Das bestätigt gestern Andreas Ruder auf BZ-Anfrage. Er hatte in einem Schreiben vom 27. Januar von Jörg Döpper, dem Vorsitzenden des Petitionsausschusses, folgende Vorabinformation über den Beschlussvorschlag ans Parlament erhalten (im Wortlaut): "Die Petition wird insoweit für erledigt erklärt, als mit der Überplanung und bauleitplanerischen Zusammenführung der bisherigen Plangebiete Rittmatten I und Rittmatten II sowie dem Verzicht auf das Plangebiet Rittmatten III das Bauleitverfahren wieder aufgenommen und hierfür vom Träger der Planungshoheit bereits Fachgutachten zur Lärmbeurteilung sowie Lärmmessungen veranlasst wurden...". Überdies sei im weiteren Bauleitverfahren zu beachten, dass die Bauleitpläne benachbarter Gemeinden aufeinander abgestimmt werden. Ferner soll das Regierungspräsidium in Abstimmung mit dem Umweltministerium die Verfahren "in angemessener Weise" begleiten.

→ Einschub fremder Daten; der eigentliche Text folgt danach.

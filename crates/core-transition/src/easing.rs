//! Easing curves for transitions. All curves map `[0, 1] → [0, 1]` with
//! fixed endpoints.

#[derive(Debug, Clone, Copy, PartialEq, Eq, Default)]
pub enum Easing {
    Linear,
    EaseInQuad,
    EaseOutQuad,
    #[default]
    EaseInOutQuad,
    EaseInCubic,
    EaseOutCubic,
}

impl Easing {
    pub fn apply(self, t: f32) -> f32 {
        let t = t.clamp(0.0, 1.0);
        match self {
            Easing::Linear => t,
            Easing::EaseInQuad => t * t,
            Easing::EaseOutQuad => t * (2.0 - t),
            Easing::EaseInOutQuad => {
                if t < 0.5 {
                    2.0 * t * t
                } else {
                    -1.0 + (4.0 - 2.0 * t) * t
                }
            }
            Easing::EaseInCubic => t * t * t,
            Easing::EaseOutCubic => {
                let u = t - 1.0;
                u * u * u + 1.0
            }
        }
    }

    pub const fn as_str(self) -> &'static str {
        match self {
            Easing::Linear => "linear",
            Easing::EaseInQuad => "ease_in_quad",
            Easing::EaseOutQuad => "ease_out_quad",
            Easing::EaseInOutQuad => "ease_in_out_quad",
            Easing::EaseInCubic => "ease_in_cubic",
            Easing::EaseOutCubic => "ease_out_cubic",
        }
    }
}

#[cfg(test)]
mod tests {
    use super::*;

    const ALL: [Easing; 6] = [
        Easing::Linear,
        Easing::EaseInQuad,
        Easing::EaseOutQuad,
        Easing::EaseInOutQuad,
        Easing::EaseInCubic,
        Easing::EaseOutCubic,
    ];

    #[test]
    fn endpoints_are_fixed() {
        for easing in ALL {
            assert_eq!(easing.apply(0.0), 0.0, "{}", easing.as_str());
            assert_eq!(easing.apply(1.0), 1.0, "{}", easing.as_str());
        }
    }

    #[test]
    fn outputs_stay_in_unit_range() {
        for easing in ALL {
            for i in 0..=20 {
                let t = i as f32 / 20.0;
                let v = easing.apply(t);
                assert!((0.0..=1.0).contains(&v), "{} at {t}", easing.as_str());
            }
        }
    }

    #[test]
    fn ease_in_out_quad_is_symmetric() {
        let e = Easing::EaseInOutQuad;
        assert!((e.apply(0.5) - 0.5).abs() < 1e-6);
        assert!((e.apply(0.25) + e.apply(0.75) - 1.0).abs() < 1e-6);
    }

    #[test]
    fn input_is_clamped() {
        assert_eq!(Easing::Linear.apply(-1.0), 0.0);
        assert_eq!(Easing::Linear.apply(2.0), 1.0);
    }
}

Selbst wenn inzwischen aus den Reihen der Vertretern von Mahlberg und Ettenheim in der Zweckverbandsversammlung DYN A 5 – darunter auch die beiden Mahlberger Stadträte Andreas Ruder (CDU) und Klaus Deutschkämer (SPD und BI-Mitglied) – von einem "verbesserten Arbeitsklima" die Rede ist und bei Entscheidungen im Gremium zuletzt keine Unstimmigkeiten aufgetreten sein sollen, so birgt die Empfehlung des Petitionsausschuss doch einigen Zündstoff: Denn die Vorgabe, die Bauleitpläne benachbarten Gemeinden zu berücksichtigen, bedeutet nichts anderes, als den Bereich Kronenstraße in Orschweier, nur wenige hundert Meter von German Pellets entfernt, in der weiteren Planung konsequent als Wohngebiet zu bewerten, was sich auf Lärmgrenzwerte auswirken wird. Doch gerade die Definierung des Areals als allgemeines Wohngebiet sorgte schon für Meinungsunterschiede im Zweckverband. Denn es gibt Stimmen, die die Rechtmäßigkeit des Beschlusses des Mahlberger Gemeinderats aus dem Jahr 1994, den Bereich Kronenstraße von einem Mischgebiet in ein Wohngebiet umzuwandeln, anzweifeln.

Ein neuer Aspekt in der Diskussion um die Weiterentwicklung des Industriegebiets bringt auch die Vorgabe, die Integration von Rittmatten III – das geplante Erweiterungsareal von DYN A 5 südlich von German Pellets – ins Bauleitverfahren nicht weiter zu verfolgen. Die Fläche liegt auf Gemarkung Ettenheim und war beim Satzungsbeschluss für DYN A 5 Grund dafür, dass Ettenheim im Zweckverband Sitz- und Stimmenmehrheit erhielt. Denn mit Rittmatten III würde Ettenheim in die angedachte Gesamtfläche Dyn A 5 den größeren Flächenanteil einbringen. Ohne Rittmatten III wird Mahlberg zum "Seniorpartner", was die Diskussion um das Stimmenverhältnis neu anstoßen könnte.

PETITIONSAUSSCHUSS

Aufgabe des Petitionsausschusses des Landtags ist es, sich mit Eingaben von Bürgern zu befassen, die sich durch eine Landesbehörde ungerecht behandelt fühlen. Besetzt ist er mit 23 Mitgliedern des Landtags: 11 CDU-, 6 SPD-, 3 Grüne- und 3 FDP-Landtagsabgeordneten.